Leia mais:Ao concluir o livro e disponibilizá-lo para venda, Lúcia escolheu sua terra natal para dar marcar o lançamento da obra. O local do evento é o Museu Municipal Francisco Coelho, na Marabá Pioneira, com acesso livre.
Ao ser questionada por que decidiu lançar seu livro em Marabá, ela tinha uma resposta na ponta da língua: “Marabá é o ponto de partida. É a cidade em que eu nasci, minha origem. Onde está a minha família”.
A seguir, acompanhe entrevista concedida por Lúcia Leão aos repórteres Ana Mangas e Ulisses Pompeu na manhã desta sexta-feira, horas antes do lançamento da obra:
CORREIO: Você é de uma família tradicional de Marabá, os “Leão”. Relembre um pouco de sua infância e por onde estudou.
Lúcia Leão: Saí de Marabá aos 12 anos de idade. Estudei na Escola José Mendonça Vergolino e depois no Colégio Santa Terezinha. Naquela época, era muito comum as famílias mandarem os filhos para outras cidades para estudar. E eu fui para Belém, estudei no Colégio Moderno, depois fiz faculdade de Comunicação na Universidade Federal do Pará, em seguida graduação em Direito no antigo Cesep, e comecei minha carreira na Rádio Clube, seguida de uma experiência na TV Liberal para trabalhar como repórter. Depois fui para São Paulo para tentar outras oportunidades e trabalhei no SBT, na Bandeirantes e, por fim, na Rede Globo, onde fiquei por 23 anos. Fui editora chefe do Jornal Hoje, editora executiva do Jornal da Globo, editora do Jornal Nacional e nos últimos 13 anos fiquei como editora chefe do jornal local SPTV, em São Paulo. A minha carreira foi crescendo muito rápido nos bastidores e foi assim que segui até em aposentar.
CORREIO: Ao avaliar os mais de 40 anos de profissão, como sintetiza o jornalismo em sua vida?
Lúcia Leão: Significa tudo. Porque acho que a informação é poder, e compartilhar informação é mais poder ainda. Você dar condições para que as pessoas tomem ciência dos fatos e que tomem decisões por elas mesmas é imprescindível na democracia e no mundo em que a gente vive.

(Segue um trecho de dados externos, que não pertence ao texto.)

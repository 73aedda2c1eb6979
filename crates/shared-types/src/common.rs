use serde::de::DeserializeOwned;
use serde::{Deserialize, Serialize};
use serde_json::Value;

use crate::error::AppError;

/// Rows per page used by every list screen unless configured otherwise.
pub const DEFAULT_PAGE_SIZE: u32 = 10;

/// Upper bound accepted for a page size.
pub const MAX_PAGE_SIZE: u32 = 100;

/// One page of rows as returned by a list endpoint.
#[derive(Debug, Clone, PartialEq, Serialize, Deserialize)]
pub struct PageResult<T> {
    pub rows: Vec<T>,
    pub total_pages: u32,
    /// Absent when the endpoint does not report it.
    pub total_count: Option<u64>,
}

impl<T> PageResult<T> {
    /// Slice page `page` (1-based) of `limit` rows out of a complete, already
    /// ordered result set.
    pub fn paginate(all: Vec<T>, page: u32, limit: u32) -> Self {
        let (page, limit) = normalize_pagination(Some(page), Some(limit));
        let total = all.len() as u64;
        let total_pages = total_pages_for(total, limit);
        let skip = ((page - 1) as usize).saturating_mul(limit as usize);
        let rows = all.into_iter().skip(skip).take(limit as usize).collect();
        Self {
            rows,
            total_pages,
            total_count: Some(total),
        }
    }
}

/// Number of pages needed for `total` rows; an empty set still has one page.
pub fn total_pages_for(total: u64, limit: u32) -> u32 {
    if limit == 0 {
        return 1;
    }
    let pages = total.div_ceil(limit as u64);
    pages.max(1) as u32
}

/// Helper to normalize pagination params with safe defaults.
pub fn normalize_pagination(page: Option<u32>, limit: Option<u32>) -> (u32, u32) {
    let page = page.unwrap_or(1).max(1);
    let limit = limit.unwrap_or(DEFAULT_PAGE_SIZE).clamp(1, MAX_PAGE_SIZE);
    (page, limit)
}

/// Decode a list response of the shape
/// `{ success, <rows_field>: [...], totalPages, totalCount?, message? }`.
pub fn parse_list_envelope<T: DeserializeOwned>(
    body: Value,
    rows_field: &str,
) -> Result<PageResult<T>, AppError> {
    let success = body.get("success").and_then(Value::as_bool).unwrap_or(false);
    if !success {
        return Err(AppError::server_or_generic(envelope_message(&body)));
    }

    let rows_value = body.get(rows_field).cloned().ok_or_else(|| {
        AppError::network(format!("Unexpected response: missing `{rows_field}`"))
    })?;
    let rows: Vec<T> = serde_json::from_value(rows_value)
        .map_err(|e| AppError::network(format!("Unexpected response: {e}")))?;

    let total_count = body.get("totalCount").and_then(Value::as_u64);
    let total_pages = body
        .get("totalPages")
        .and_then(Value::as_u64)
        .map(|p| p.max(1) as u32)
        .unwrap_or(1);

    Ok(PageResult {
        rows,
        total_pages,
        total_count,
    })
}

/// Decode a detail response of the shape `{ success, data, message? }`.
///
/// A successful envelope whose `data` is missing or `null` means the entity
/// no longer exists.
pub fn parse_detail_envelope<T: DeserializeOwned>(body: Value) -> Result<T, AppError> {
    let success = body.get("success").and_then(Value::as_bool).unwrap_or(false);
    if !success {
        return Err(AppError::server_or_generic(envelope_message(&body)));
    }
    match body.get("data") {
        None | Some(Value::Null) => Err(AppError::not_found("No data available")),
        Some(data) => serde_json::from_value(data.clone())
            .map_err(|e| AppError::network(format!("Unexpected response: {e}"))),
    }
}

/// Decode a mutation acknowledgement `{ success, message? }`, returning the
/// backend's message on success.
pub fn parse_ack_envelope(body: Value) -> Result<Option<String>, AppError> {
    let success = body.get("success").and_then(Value::as_bool).unwrap_or(false);
    if success {
        Ok(envelope_message(&body))
    } else {
        Err(AppError::server_or_generic(envelope_message(&body)))
    }
}

fn envelope_message(body: &Value) -> Option<String> {
    body.get("message")
        .and_then(Value::as_str)
        .map(str::to_string)
}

CORREIO: Você nunca pensou em retornar para Marabá ou volta à cidade natal só para passeio e visita a familiares?
Lúcia Leão: Há alguns anos houve uma conversa de política, de Secretaria de Comunicação. Mas, não me vejo morando aqui. Não por mim, mas pela minha bagagem, com marido, filhos, netos e gato.
CORREIO: Falando agora sobre inteligência artificial, como essa temática surgiu na sua vida? Foi através de interesse, entusiasmo ou preocupação?
Lúcia Leão: Tudo isso e mais um pouco. Quando me aposentei parei um ano de trabalhar, de fato. Passei um ano viajando com meu marido, curtindo. E depois disso, achei que tinha que retomar, e o que eu conhecia e sabia por toda a experiência que havia acumulado na minha vida como jornalista não podia morrer ali. Comecei a me interessar por ChatGPT antes mesmo de ser lançado no Brasil. Passei a me interessar pelo assunto para melhorar a minha produtividade, avaliando de que maneira poderia utilizar as ferramentas para ganhar tempo, para ter insights de assuntos que, às vezes, passavam despercebidos.
E à medida que fui estudando, para o meu interesse próprio, fui descobrindo coisas que não via na mídia tradicional. Informações muito sérias e perigosas em relação à inteligência artificial. E pensei, ‘tenho que compartilhar isso’. Me aprofundei tanto e quando vi já tinha escrito um livro. Na verdade, um guia para pessoas leigas, como eu. Não sou dessa área, não sei nada de algoritmo, não sei desenhar uma linguagem de computação. Só sei usar, e quero usar sabendo como fazê-lo e quais as implicações éticas, legais e morais de uso de ferramentas que fazem coisas incríveis, mas que também fazem coisas extremamente preocupantes.
CORREIO: O mundo acadêmico, principalmente, tem falado muito na inteligência artificial. Você acha que o uso dessa ferramenta pode frear o desenvolvimento intelectual do ser humano?
Lúcia Leão: Com certeza. A ferramenta, na verdade, deveria ser tratada como um assistente pessoal, como uma ferramenta que vai te ajudar a resolver um problema pontual e não fazer o seu trabalho, porque você precisa saber mais que ela. A inteligência artificial é ligeiramente burra. Por exemplo, o ChatGPT já nasceu velho e as pessoas não falam disso. Ele só tem dados até novembro de 2021, já estamos em mais da metade de 2023. Então, se eu precisar de dados confiáveis, acreditáveis e reais, não posso confiar no ChatGPT ou outra ferramenta. Tenho que saber mais que ele. E no mundo acadêmico não posso deixar que uma IA faça o seu trabalho, seu TCC, ou as tarefas que você precisa saber fazer para pensar e ter discernimento. Que profissional você vai ser? Você vai sair do mundo acadêmico, certamente menos inteligente do que quando entrou, porque não usou seus próprios neurônios para criar conexões e novos aprendizados.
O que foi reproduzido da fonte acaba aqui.